%%
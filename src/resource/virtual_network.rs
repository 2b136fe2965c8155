//! `latitudesh_virtual_network` - a private VLAN in one site

use reconcile::{BindingCodec, FieldDescriptor, Schema, SemanticType};

use super::Definition;

pub const NAME: &str = "latitudesh_virtual_network";

pub fn definition() -> Definition {
    let schema = Schema::new(NAME)
        .field(
            FieldDescriptor::required("project", SemanticType::String)
                .force_replace()
                .describe("The id or slug of the project"),
        )
        .field(
            FieldDescriptor::required("site", SemanticType::String)
                .force_replace()
                .describe("The site the network lives in"),
        )
        .field(
            FieldDescriptor::required("description", SemanticType::String)
                .describe("The virtual network description"),
        )
        .field(
            FieldDescriptor::computed("vid", SemanticType::Integer)
                .describe("The VLAN id assigned by the API"),
        )
        .field(FieldDescriptor::computed("assignments_count", SemanticType::Integer))
        .passthrough_import();

    let codec = BindingCodec::new("virtual_network")
        .nested("project", "project.id")
        .identifier("project")
        .nested("site", "region.site.slug");

    Definition::new("virtual_networks", schema, codec)
}

#[cfg(test)]
pub(crate) mod tests {
    use super::*;
    use reconcile::mock::MemoryApi;
    use reconcile::{DeclaredState, Reconciler, Value};
    use serde_json::json;
    use std::sync::Arc;

    pub fn sample() -> DeclaredState {
        DeclaredState::new()
            .with("project", "proj-1")
            .with("site", "sao-paulo")
            .with("description", "backend")
    }

    #[test]
    fn test_vid_decoded_from_float() {
        let api = MemoryApi::new();
        api.shape("virtual_networks", |_, attrs| {
            let mut shaped = attrs.clone();
            shaped.insert("vid".into(), json!(1200.0));
            shaped.insert("assignments_count".into(), json!(0));
            shaped
        });
        let reconciler = Reconciler::new(Arc::new(definition()), Arc::new(api));

        let mut state = sample();
        reconciler.create(&mut state).unwrap();
        assert_eq!(state.get("vid"), Some(&Value::Integer(1200)));
        assert_eq!(state.get("assignments_count"), Some(&Value::Integer(0)));
    }
}
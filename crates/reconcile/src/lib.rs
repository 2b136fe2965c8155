//! # reconcile
//!
//! Declarative resource reconciliation against a remote REST API.
//!
//! This crate provides:
//! - Typed schemas per resource kind (required, optional, computed and
//!   force-replace fields)
//! - A table-driven attribute codec between declared state and API payloads
//! - One generic Create/Read/Update/Delete/Import lifecycle for every kind
//! - Read-only data lookups that refuse ambiguous matches
//! - A registry binding kinds to a shared [`RemoteApi`] client
//!
//! ## Example
//!
//! ```
//! use std::sync::Arc;
//! use reconcile::mock::MemoryApi;
//! use reconcile::{
//!     AttributeCodec, BindingCodec, DeclaredState, FieldDescriptor, Registry, ResourceKind,
//!     Schema, SemanticType,
//! };
//!
//! #[derive(Debug)]
//! struct Project {
//!     schema: Schema,
//!     codec: BindingCodec,
//! }
//!
//! impl ResourceKind for Project {
//!     fn name(&self) -> &'static str { "example_project" }
//!     fn collection(&self) -> &'static str { "projects" }
//!     fn schema(&self) -> &Schema { &self.schema }
//!     fn codec(&self) -> &dyn AttributeCodec { &self.codec }
//! }
//!
//! let project = Project {
//!     schema: Schema::new("example_project")
//!         .field(FieldDescriptor::required("name", SemanticType::String))
//!         .field(FieldDescriptor::computed("slug", SemanticType::String)),
//!     codec: BindingCodec::new("projects"),
//! };
//!
//! let registry = Registry::new(Arc::new(MemoryApi::new())).resource(project);
//! let reconciler = registry.reconciler("example_project").unwrap();
//!
//! let mut state = DeclaredState::new().with("name", "Acme");
//! reconciler.create(&mut state).unwrap();
//! assert!(state.exists());
//!
//! reconciler.delete(&mut state).unwrap();
//! assert!(!state.exists());
//! ```

pub mod client;
pub mod codec;
pub mod error;
pub mod lookup;
pub mod mock;
pub mod reconciler;
pub mod registry;
pub mod schema;
pub mod state;

pub use client::{ApiError, ApiResult, Filter, RemoteApi};
pub use codec::{AttributeCodec, BindingCodec, DecodeRule, FlexibleId, ProviderRequest, RemoteObject};
pub use error::{Error, ErrorCategory, Operation, Result, Violation, ViolationKind};
pub use lookup::{Criteria, DataLookup, FilterField, LookupKind};
pub use reconciler::{Reconciler, ResourceKind};
pub use registry::Registry;
pub use schema::{FieldDescriptor, ImportMode, Presence, Schema, SemanticType};
pub use state::{Changes, DeclaredState, Value};
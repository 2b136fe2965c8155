//! Attribute codec - maps declared state to API requests and back
//!
//! The remote API uses a different shape on each side: requests carry flat
//! attributes (`"plan": "c2-small"`), responses nest related objects
//! (`"plan": {"slug": "c2-small"}`). Related-object identifiers are also
//! serialized inconsistently, sometimes as strings and sometimes as numbers.
//!
//! [`BindingCodec`] handles both with a per-field table: a request key, an
//! ordered list of response paths, and a [`DecodeRule`] saying how the raw
//! value is normalized.

use serde::{Deserialize, Serialize};

use crate::error::{Error, Result};
use crate::schema::{Schema, SemanticType, integer_from_json};
use crate::state::{DeclaredState, Value};

type JsonMap = serde_json::Map<String, serde_json::Value>;

/// Request body for a create or update call
#[derive(Debug, Clone, PartialEq, Serialize, Deserialize)]
pub struct ProviderRequest {
    /// Remote type name (e.g., "servers")
    pub resource_type: String,
    /// Identifier of the target object, for updates
    pub id: Option<String>,
    pub attributes: JsonMap,
}

/// A remote object with its transport envelope removed
#[derive(Debug, Clone, PartialEq, Serialize, Deserialize)]
pub struct RemoteObject {
    pub id: String,
    pub attributes: JsonMap,
}

impl RemoteObject {
    pub fn new(id: impl Into<String>, attributes: JsonMap) -> Self {
        Self {
            id: id.into(),
            attributes,
        }
    }

    /// Build from a raw identifier that may be a string or a number
    pub fn from_raw_id(id: &serde_json::Value, attributes: JsonMap) -> Option<Self> {
        FlexibleId::from_json(id).map(|id| Self::new(id.canonical(), attributes))
    }
}

/// An identifier serialized as either a string or a number
#[derive(Debug, Clone, PartialEq, Deserialize)]
#[serde(untagged)]
pub enum FlexibleId {
    Text(String),
    Number(serde_json::Number),
}

impl FlexibleId {
    /// Read an identifier from JSON, `None` for any other shape
    pub fn from_json(raw: &serde_json::Value) -> Option<Self> {
        match raw {
            serde_json::Value::String(s) => Some(Self::Text(s.clone())),
            serde_json::Value::Number(n) => Some(Self::Number(n.clone())),
            _ => None,
        }
    }

    /// Canonical string form
    ///
    /// Integral numbers print without a fractional part, so `42` and `42.0`
    /// both yield `"42"`.
    pub fn canonical(&self) -> String {
        match self {
            Self::Text(s) => s.clone(),
            Self::Number(n) => integer_from_json(&serde_json::Value::Number(n.clone()))
                .map(|i| i.to_string())
                .unwrap_or_else(|| n.to_string()),
        }
    }
}

/// Short name of a JSON value's shape, for error messages
pub(crate) fn json_kind(raw: &serde_json::Value) -> &'static str {
    match raw {
        serde_json::Value::Null => "null",
        serde_json::Value::Bool(_) => "boolean",
        serde_json::Value::Number(_) => "number",
        serde_json::Value::String(_) => "string",
        serde_json::Value::Array(_) => "array",
        serde_json::Value::Object(_) => "object",
    }
}

/// Bidirectional mapping between declared state and API attributes
pub trait AttributeCodec: Send + Sync {
    /// Encode every non-computed field present in `state`
    fn encode(&self, schema: &Schema, state: &DeclaredState) -> ProviderRequest;

    /// Decode a remote object into a state keyed by schema field names
    ///
    /// Response attributes with no matching field are ignored.
    fn decode(&self, schema: &Schema, object: &RemoteObject) -> Result<DeclaredState>;
}

/// How a raw response value is normalized
#[derive(Debug, Clone, Copy, PartialEq, Eq, Default)]
pub enum DecodeRule {
    /// Value must already have the field's JSON shape
    #[default]
    Verbatim,
    /// String or number, normalized through [`FlexibleId`]
    Identifier,
}

/// Wire mapping for one field
#[derive(Debug, Clone, PartialEq, Eq)]
pub struct Binding {
    pub field: &'static str,
    pub request_key: &'static str,
    /// Dotted response paths tried before the flat request key
    pub response_paths: Vec<&'static str>,
    pub rule: DecodeRule,
}

impl Binding {
    fn flat(field: &'static str) -> Self {
        Self {
            field,
            request_key: field,
            response_paths: Vec::new(),
            rule: DecodeRule::Verbatim,
        }
    }

    /// Response paths in lookup order, ending with the flat request key
    fn candidates(&self) -> impl Iterator<Item = &'static str> + '_ {
        self.response_paths
            .iter()
            .copied()
            .chain(std::iter::once(self.request_key))
    }
}

/// Table-driven codec
///
/// Fields without an explicit binding use their own name as request key and
/// response path.
#[derive(Debug, Clone)]
pub struct BindingCodec {
    resource_type: &'static str,
    bindings: Vec<Binding>,
}

impl BindingCodec {
    pub fn new(resource_type: &'static str) -> Self {
        Self {
            resource_type,
            bindings: Vec::new(),
        }
    }

    fn entry(&mut self, field: &'static str) -> &mut Binding {
        let index = match self.bindings.iter().position(|b| b.field == field) {
            Some(index) => index,
            None => {
                self.bindings.push(Binding::flat(field));
                self.bindings.len() - 1
            }
        };
        &mut self.bindings[index]
    }

    /// Send `field` under a different request key
    pub fn rename(mut self, field: &'static str, request_key: &'static str) -> Self {
        self.entry(field).request_key = request_key;
        self
    }

    /// Read `field` from a nested response path such as `region.site.slug`
    pub fn nested(mut self, field: &'static str, path: &'static str) -> Self {
        self.entry(field).response_paths.push(path);
        self
    }

    /// Normalize `field` as an identifier (string or number)
    pub fn identifier(mut self, field: &'static str) -> Self {
        self.entry(field).rule = DecodeRule::Identifier;
        self
    }

    pub fn resource_type(&self) -> &'static str {
        self.resource_type
    }

    pub fn binding(&self, field: &'static str) -> Binding {
        self.bindings
            .iter()
            .find(|b| b.field == field)
            .cloned()
            .unwrap_or_else(|| Binding::flat(field))
    }
}
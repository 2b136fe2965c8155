//! Remote API client contract
//!
//! The engine never talks HTTP itself. It is handed a [`RemoteApi`]
//! implementation at construction time and calls it with already-encoded
//! requests. Implementations must be safe for concurrent use.

use crate::codec::{ProviderRequest, RemoteObject};

/// Result type for remote API calls.
pub type ApiResult<T> = std::result::Result<T, ApiError>;

/// Failures reported by a remote API client
///
/// The three outcomes the engine must tell apart are a transport problem,
/// a validation failure reported by the remote service, and a missing object.
#[derive(Debug, Clone, PartialEq, Eq, thiserror::Error)]
pub enum ApiError {
    /// Could not reach the service, or it failed server-side.
    #[error("transport failure: {message}")]
    Transport {
        message: String,
        /// HTTP status code if available.
        status: Option<u16>,
    },

    /// Service refused the request as invalid.
    #[error("rejected by remote service (HTTP {status}): {message}")]
    Rejected { status: u16, message: String },

    /// Target object does not exist.
    #[error("remote object not found")]
    NotFound,

    /// Response could not be understood.
    #[error("malformed response: {0}")]
    Malformed(String),
}

impl ApiError {
    pub fn transport(message: impl Into<String>) -> Self {
        Self::Transport {
            message: message.into(),
            status: None,
        }
    }

    pub fn is_not_found(&self) -> bool {
        matches!(self, Self::NotFound)
    }
}

/// Filter terms passed to a list call, in order
#[derive(Debug, Clone, Default, PartialEq, Eq)]
pub struct Filter {
    terms: Vec<(String, String)>,
}

impl Filter {
    pub fn new() -> Self {
        Self::default()
    }

    /// Builder-style term
    pub fn with(mut self, key: impl Into<String>, value: impl Into<String>) -> Self {
        self.push(key, value);
        self
    }

    pub fn push(&mut self, key: impl Into<String>, value: impl Into<String>) {
        self.terms.push((key.into(), value.into()));
    }

    pub fn terms(&self) -> &[(String, String)] {
        &self.terms
    }

    pub fn is_empty(&self) -> bool {
        self.terms.is_empty()
    }
}

/// Remote API client for one provider
///
/// Every call is addressed by collection path (e.g., `servers`,
/// `virtual_networks/assignments`).
pub trait RemoteApi: Send + Sync {
    /// Create an object; the response carries the assigned identifier.
    fn create(&self, collection: &str, request: &ProviderRequest) -> ApiResult<RemoteObject>;

    /// Fetch an object by identifier.
    ///
    /// # Errors
    ///
    /// Returns `ApiError::NotFound` if the object does not exist.
    fn get(&self, collection: &str, id: &str) -> ApiResult<RemoteObject>;

    /// Apply the attributes in `request` to an existing object.
    fn update(&self, collection: &str, id: &str, request: &ProviderRequest)
    -> ApiResult<RemoteObject>;

    /// Delete an object.
    fn delete(&self, collection: &str, id: &str) -> ApiResult<()>;

    /// List objects, passing `filter` to the service.
    ///
    /// Services may ignore filter terms; callers re-check results.
    fn list(&self, collection: &str, filter: &Filter) -> ApiResult<Vec<RemoteObject>>;
}

#[cfg(test)]
mod tests {
    use super::*;

    #[test]
    fn test_filter_preserves_order() {
        let filter = Filter::new().with("slug", "c2-small").with("site", "sao-paulo");
        assert_eq!(
            filter.terms(),
            &[
                ("slug".to_string(), "c2-small".to_string()),
                ("site".to_string(), "sao-paulo".to_string()),
            ]
        );
        assert!(!filter.is_empty());
        assert!(Filter::new().is_empty());
    }

    #[test]
    fn test_api_error_display() {
        let err = ApiError::Rejected {
            status: 422,
            message: "hostname is invalid".into(),
        };
        assert_eq!(
            err.to_string(),
            "rejected by remote service (HTTP 422): hostname is invalid"
        );
        assert!(ApiError::NotFound.is_not_found());
        assert!(!ApiError::transport("reset").is_not_found());
    }
}
use colored::Colorize;
use reconcile::{DeclaredState, FieldDescriptor, Presence, Schema};

/// Print an info message
pub fn info(msg: &str) {
    println!("{} {}", "ℹ".blue(), msg);
}

/// Print a success message
pub fn success(msg: &str) {
    println!("{} {}", "✓".green(), msg);
}

/// Print a warning message
pub fn warn(msg: &str) {
    println!("{} {}", "⚠".yellow(), msg);
}

/// Print a dim/muted message
pub fn dim(msg: &str) {
    println!("  {}", msg.dimmed());
}

/// Print a header/title
pub fn header(title: &str) {
    println!();
    println!("{}", title.bold());
    println!("{}", "─".repeat(title.chars().count()).dimmed());
}

/// Print a section header
pub fn section(title: &str) {
    println!();
    println!("{}", title.cyan().bold());
}

/// Print a key-value pair
pub fn kv(key: &str, value: &str) {
    println!("  {}: {}", key.dimmed(), value);
}

// ============================================================================
// Resource rendering
// ============================================================================

fn presence_label(field: &FieldDescriptor) -> &'static str {
    match (field.presence, field.force_replace) {
        (Presence::Required, true) => "required, forces replacement",
        (Presence::Required, false) => "required",
        (Presence::Optional, true) => "optional, forces replacement",
        (Presence::Optional, false) => "optional",
        (Presence::Computed, _) => "computed",
    }
}

/// One line per field: `name  type  presence  description`
pub fn schema_lines(schema: &Schema) -> Vec<String> {
    let width = schema
        .fields()
        .iter()
        .map(|f| f.name.len())
        .max()
        .unwrap_or(0);

    schema
        .fields()
        .iter()
        .map(|field| {
            let mut line = format!(
                "{:<width$}  {:<12}  {}",
                field.name,
                field.semantic_type.to_string(),
                presence_label(field)
            );
            if !field.description.is_empty() {
                line.push_str(&format!(" - {}", field.description));
            }
            line
        })
        .collect()
}

/// Print a schema as an aligned field table
pub fn schema(schema: &Schema) {
    header(schema.kind());
    let import = if schema.supports_import() {
        "supported"
    } else {
        "not supported"
    };
    kv("import", import);
    println!();
    for line in schema_lines(schema) {
        println!("  {line}");
    }
}

/// Print a declared state, fields in schema order
pub fn state(name: &str, kind: &str, state: &DeclaredState, schema: Option<&Schema>) {
    section(&format!("{name} ({kind})"));
    let id = if state.exists() { state.id() } else { "(not created)" };
    kv("id", id);

    match schema {
        Some(schema) => {
            for field in schema.fields() {
                if let Some(value) = state.get(field.name) {
                    kv(field.name, &value.to_string());
                }
            }
        }
        None => {
            for (field, value) in state.fields() {
                kv(field, &value.to_string());
            }
        }
    }
}

#[cfg(test)]
mod tests {
    use super::*;
    use reconcile::SemanticType;

    #[test]
    fn test_schema_lines() {
        let schema = Schema::new("test_kind")
            .field(
                FieldDescriptor::required("project", SemanticType::String)
                    .force_replace()
                    .describe("The project"),
            )
            .field(FieldDescriptor::optional("ssh_keys", SemanticType::StringList))
            .field(FieldDescriptor::computed("vid", SemanticType::Integer));

        let lines = schema_lines(&schema);
        assert_eq!(lines.len(), 3);
        assert_eq!(
            lines[0],
            "project   string        required, forces replacement - The project"
        );
        assert_eq!(lines[1], "ssh_keys  list<string>  optional");
        assert_eq!(lines[2], "vid       integer       computed");
    }
}
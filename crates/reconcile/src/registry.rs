//! Registry of resource kinds and data sources for one provider
//!
//! Kinds are registered once at startup. The registry then hands out
//! [`Reconciler`] and [`DataLookup`] values bound to the client it was built
//! with.

use std::collections::BTreeMap;
use std::fmt;
use std::sync::Arc;

use crate::client::RemoteApi;
use crate::error::{Error, Result};
use crate::lookup::{DataLookup, LookupKind};
use crate::reconciler::{Reconciler, ResourceKind};

/// Provider composition: string keys to kinds, plus the shared client
pub struct Registry {
    client: Arc<dyn RemoteApi>,
    resources: BTreeMap<&'static str, Arc<dyn ResourceKind>>,
    data_sources: BTreeMap<&'static str, Arc<dyn LookupKind>>,
}

impl fmt::Debug for Registry {
    fn fmt(&self, f: &mut fmt::Formatter<'_>) -> fmt::Result {
        f.debug_struct("Registry")
            .field("resources", &self.resources.keys().collect::<Vec<_>>())
            .field("data_sources", &self.data_sources.keys().collect::<Vec<_>>())
            .finish_non_exhaustive()
    }
}

impl Registry {
    pub fn new(client: Arc<dyn RemoteApi>) -> Self {
        Self {
            client,
            resources: BTreeMap::new(),
            data_sources: BTreeMap::new(),
        }
    }

    /// Register a resource kind under its own name
    pub fn resource(mut self, kind: impl ResourceKind + 'static) -> Self {
        self.resources.insert(kind.name(), Arc::new(kind));
        self
    }

    /// Register a data source under its own name
    pub fn data_source(mut self, kind: impl LookupKind + 'static) -> Self {
        self.data_sources.insert(kind.name(), Arc::new(kind));
        self
    }

    /// Registered resource kind names, sorted
    pub fn resource_names(&self) -> impl Iterator<Item = &'static str> + '_ {
        self.resources.keys().copied()
    }

    /// Registered data source names, sorted
    pub fn data_source_names(&self) -> impl Iterator<Item = &'static str> + '_ {
        self.data_sources.keys().copied()
    }

    pub fn resource_kind(&self, name: &str) -> Result<&dyn ResourceKind> {
        self.resources
            .get(name)
            .map(|kind| &**kind)
            .ok_or_else(|| Error::UnknownKind(name.to_string()))
    }

    pub fn lookup_kind(&self, name: &str) -> Result<&dyn LookupKind> {
        self.data_sources
            .get(name)
            .map(|kind| &**kind)
            .ok_or_else(|| Error::UnknownKind(name.to_string()))
    }

    /// Reconciler for a resource kind, bound to the registry's client
    pub fn reconciler(&self, name: &str) -> Result<Reconciler> {
        let kind = self
            .resources
            .get(name)
            .ok_or_else(|| Error::UnknownKind(name.to_string()))?;
        Ok(Reconciler::new(Arc::clone(kind), Arc::clone(&self.client)))
    }

    /// Lookup for a data source, bound to the registry's client
    pub fn lookup(&self, name: &str) -> Result<DataLookup> {
        let kind = self
            .data_sources
            .get(name)
            .ok_or_else(|| Error::UnknownKind(name.to_string()))?;
        Ok(DataLookup::new(Arc::clone(kind), Arc::clone(&self.client)))
    }
}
%%
• _What you should do_
Where does the word "both" appear in the material above? Copy every line that holds it.

• _Result of this exercise_
//! [`BindingCodec`] handles both with a per-field table: a request key, an
    /// both yield `"42"`.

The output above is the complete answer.